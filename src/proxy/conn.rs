use std::net::SocketAddr;
use std::sync::Arc;
use std::time::Duration;

use tokio::io::{AsyncWrite, AsyncWriteExt};
use tokio::sync::watch;
use tracing::debug;

/// Upper bound on sending a TLS `close_notify` to a peer that may have stopped
/// reading.
pub const CLOSE_NOTIFY_TIMEOUT: Duration = Duration::from_secs(5);

/// Shared close flag for one connection.
///
/// Both copy directions of a tunnel hold a handle to each connection, so either
/// of them can tear the connection down and wake whatever the other one is
/// blocked on. Only the first `close` has an effect.
#[derive(Debug, Clone)]
pub struct CloseHandle {
    peer: SocketAddr,
    tx: Arc<watch::Sender<bool>>,
}

impl CloseHandle {
    pub fn new(peer: SocketAddr) -> Self {
        let (tx, _) = watch::channel(false);
        Self {
            peer,
            tx: Arc::new(tx),
        }
    }

    /// Mark the connection closed. Returns `false` if it already was.
    pub fn close(&self) -> bool {
        let first = self.tx.send_if_modified(|closed| {
            if *closed {
                false
            } else {
                *closed = true;
                true
            }
        });

        if first {
            debug!(peer = %self.peer, "connection closed");
        }
        first
    }

    /// Resolves once the connection is closed, immediately if it already is.
    pub async fn closed(&self) {
        let mut rx = self.tx.subscribe();
        // The sender is owned by `self`, so this only returns once the flag is set.
        let _ = rx.wait_for(|closed| *closed).await;
    }
}

/// An established byte stream together with its peer identity and close flag.
pub struct Connection<S> {
    stream: S,
    peer: SocketAddr,
    closer: CloseHandle,
}

impl<S> Connection<S> {
    pub fn new(stream: S, peer: SocketAddr) -> Self {
        Self {
            stream,
            peer,
            closer: CloseHandle::new(peer),
        }
    }

    pub fn peer_addr(&self) -> SocketAddr {
        self.peer
    }

    #[cfg(test)]
    pub fn close_handle(&self) -> CloseHandle {
        self.closer.clone()
    }

    pub fn into_parts(self) -> (S, CloseHandle) {
        (self.stream, self.closer)
    }
}

impl<S: AsyncWrite + Unpin> Connection<S> {
    /// Flag the connection closed and send a bounded `close_notify`. The
    /// socket itself is released when `self` drops.
    pub async fn close(mut self) {
        self.closer.close();
        if tokio::time::timeout(CLOSE_NOTIFY_TIMEOUT, self.stream.shutdown())
            .await
            .is_err()
        {
            debug!(peer = %self.peer, "close_notify timed out");
        }
    }
}

#[cfg(test)]
mod tests {
    use super::*;
    use tokio::io::AsyncReadExt;

    fn peer() -> SocketAddr {
        "127.0.0.1:4000".parse().unwrap()
    }

    #[test]
    fn second_close_is_a_no_op() {
        let handle = CloseHandle::new(peer());
        let other = handle.clone();

        assert!(handle.close());
        assert!(!other.close());
        assert!(!handle.close());
    }

    #[tokio::test]
    async fn closed_wakes_waiters_and_resolves_after_the_fact() {
        let handle = CloseHandle::new(peer());
        let waiter = {
            let handle = handle.clone();
            tokio::spawn(async move { handle.closed().await })
        };

        tokio::task::yield_now().await;
        handle.close();

        tokio::time::timeout(Duration::from_secs(1), waiter)
            .await
            .expect("waiter woke up")
            .unwrap();

        tokio::time::timeout(Duration::from_secs(1), handle.closed())
            .await
            .expect("already closed resolves immediately");
    }

    #[tokio::test]
    async fn close_shuts_down_the_write_side() {
        let (near, mut far) = tokio::io::duplex(64);
        let conn = Connection::new(near, peer());
        let handle = conn.close_handle();

        conn.close().await;

        assert!(!handle.close(), "already closed by Connection::close");
        let mut buf = [0u8; 8];
        assert_eq!(far.read(&mut buf).await.unwrap(), 0);
    }
}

########################################

= What this task involves =
Which lines above hold the string "struct"? Copy each of them.

= Response for this exercise =
pub struct CloseHandle {
pub struct Connection<S> {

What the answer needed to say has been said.